# Keras
Keras is fairly well-known in the Python deep learning community. It used to be a high-level API to make frameworks like CNTK, Theano and TensorFlow easier to use and was framework-agnostic (you only had to set the backend for processing, everything else was abstracted). A few years ago, Keras was migrated to the TF repository and dropped support for other backends. It is now the de-facto high level API for TF.


### Layers and models
The basic component of a Keras model is a layer. A layer is comprised of one or more operations and is meant to be easily reusable.

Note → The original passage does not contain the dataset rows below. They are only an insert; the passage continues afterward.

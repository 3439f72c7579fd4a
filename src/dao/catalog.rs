//! Content repository backed by a JSON catalog document.

use std::{collections::HashSet, fs, io, path::Path, sync::Arc};

use indexmap::IndexMap;
use thiserror::Error;
use tracing::info;
use validator::{Validate, ValidationErrors};

use crate::{
    dao::models::{CatalogEntity, CategoryEntity, WordEntryEntity},
    state::content::{Category, WordEntry, split_syllables},
};

/// Catalog shipped with the binary.
const BUILTIN_CATALOG: &str = include_str!("../../assets/catalog.json");

/// Read-only access to the word catalog.
pub trait ContentRepository: Send + Sync {
    /// Category registered under `name`.
    fn category(&self, name: &str) -> Option<Arc<Category>>;
    /// Category keys in catalog order.
    fn category_names(&self) -> Vec<String>;
}

/// Failures raised while loading a catalog.
#[derive(Debug, Error)]
pub enum CatalogError {
    /// The catalog file could not be read.
    #[error("failed to read catalog `{path}`")]
    Io {
        path: String,
        #[source]
        source: io::Error,
    },
    /// The document is not valid JSON for the catalog schema.
    #[error("failed to parse catalog")]
    Parse(#[from] serde_json::Error),
    /// A field failed validation.
    #[error("invalid catalog: {0}")]
    Invalid(#[from] ValidationErrors),
    /// Two entries of one category share an identifier.
    #[error("duplicate entry id `{id}` in category `{category}`")]
    DuplicateId { category: String, id: String },
    /// Two categories share a key.
    #[error("duplicate category `{0}`")]
    DuplicateCategory(String),
    /// The document declares no categories at all.
    #[error("catalog has no categories")]
    Empty,
}

/// Immutable catalog of categories keyed by name, in document order.
#[derive(Debug, Clone, Default)]
pub struct Catalog {
    categories: IndexMap<String, Arc<Category>>,
}

impl Catalog {
    /// Parse the catalog embedded in the binary.
    pub fn builtin() -> Result<Self, CatalogError> {
        Self::from_json(BUILTIN_CATALOG)
    }

    /// Load and validate a catalog file.
    pub fn from_path(path: &Path) -> Result<Self, CatalogError> {
        let contents = fs::read_to_string(path).map_err(|source| CatalogError::Io {
            path: path.display().to_string(),
            source,
        })?;
        let catalog = Self::from_json(&contents)?;
        info!(
            path = %path.display(),
            categories = catalog.categories.len(),
            "loaded catalog from file"
        );
        Ok(catalog)
    }

    /// Parse and validate a catalog document.
    pub fn from_json(contents: &str) -> Result<Self, CatalogError> {
        let entity: CatalogEntity = serde_json::from_str(contents)?;
        Self::try_from(entity)
    }

    /// Build a catalog directly from domain categories.
    pub fn from_categories(categories: impl IntoIterator<Item = Category>) -> Self {
        Self {
            categories: categories
                .into_iter()
                .map(|category| (category.key.clone(), Arc::new(category)))
                .collect(),
        }
    }

    /// Number of categories.
    pub fn len(&self) -> usize {
        self.categories.len()
    }

    /// Whether the catalog has no categories.
    pub fn is_empty(&self) -> bool {
        self.categories.is_empty()
    }
}

impl ContentRepository for Catalog {
    fn category(&self, name: &str) -> Option<Arc<Category>> {
        self.categories.get(name).cloned()
    }

    fn category_names(&self) -> Vec<String> {
        self.categories.keys().cloned().collect()
    }
}

impl TryFrom<CatalogEntity> for Catalog {
    type Error = CatalogError;

    fn try_from(value: CatalogEntity) -> Result<Self, Self::Error> {
        value.validate()?;
        if value.categories.is_empty() {
            return Err(CatalogError::Empty);
        }

        let mut categories = IndexMap::with_capacity(value.categories.len());
        for entity in value.categories {
            let category = Category::try_from(entity)?;
            if categories.contains_key(&category.key) {
                return Err(CatalogError::DuplicateCategory(category.key));
            }
            categories.insert(category.key.clone(), Arc::new(category));
        }

        Ok(Self { categories })
    }
}

impl TryFrom<CategoryEntity> for Category {
    type Error = CatalogError;

    fn try_from(value: CategoryEntity) -> Result<Self, Self::Error> {
        let mut seen = HashSet::new();
        let mut entries = Vec::with_capacity(value.entries.len());
        for entry in value.entries {
            if !seen.insert(entry.id.clone()) {
                return Err(CatalogError::DuplicateId {
                    category: value.key,
                    id: entry.id,
                });
            }
            entries.push(Arc::new(WordEntry::from(entry)));
        }

        Ok(Self {
            label: value.label.unwrap_or_else(|| value.key.clone()),
            icon: value.icon.unwrap_or_default(),
            key: value.key,
            entries,
        })
    }
}

impl From<WordEntryEntity> for WordEntry {
    fn from(value: WordEntryEntity) -> Self {
        Self {
            id: value.id,
            syllables: split_syllables(&value.syllables),
            word: value.word,
            syllable_text: value.syllables,
            image: value.image,
            audio: non_blank(value.audio),
            syllable_audio: non_blank(value.syllable_audio),
            sound: non_blank(value.sound),
        }
    }
}

/// Treat empty clip names as absent.
fn non_blank(value: Option<String>) -> Option<String> {
    value.filter(|name| !name.trim().is_empty())
}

A model is a graph of layers.

In [None]:
import numpy as np
import pandas as pd
import seaborn as sns
import tensorflow as tf
from tensorflow import keras
from tensorflow.keras import layers
from tensorflow.keras import models

tf.random.set_seed(1024)

We will use the well-known Boston housing dataset. It is a small dataset of 500 examples (homes in Boston) with 13 features where the target variable is the price of a home. Keras has this dataset easily accessible

In [None]:
# Boston housing dataset
(x_train, y_train), (x_test, y_test) = keras.datasets.boston_housing.load_data()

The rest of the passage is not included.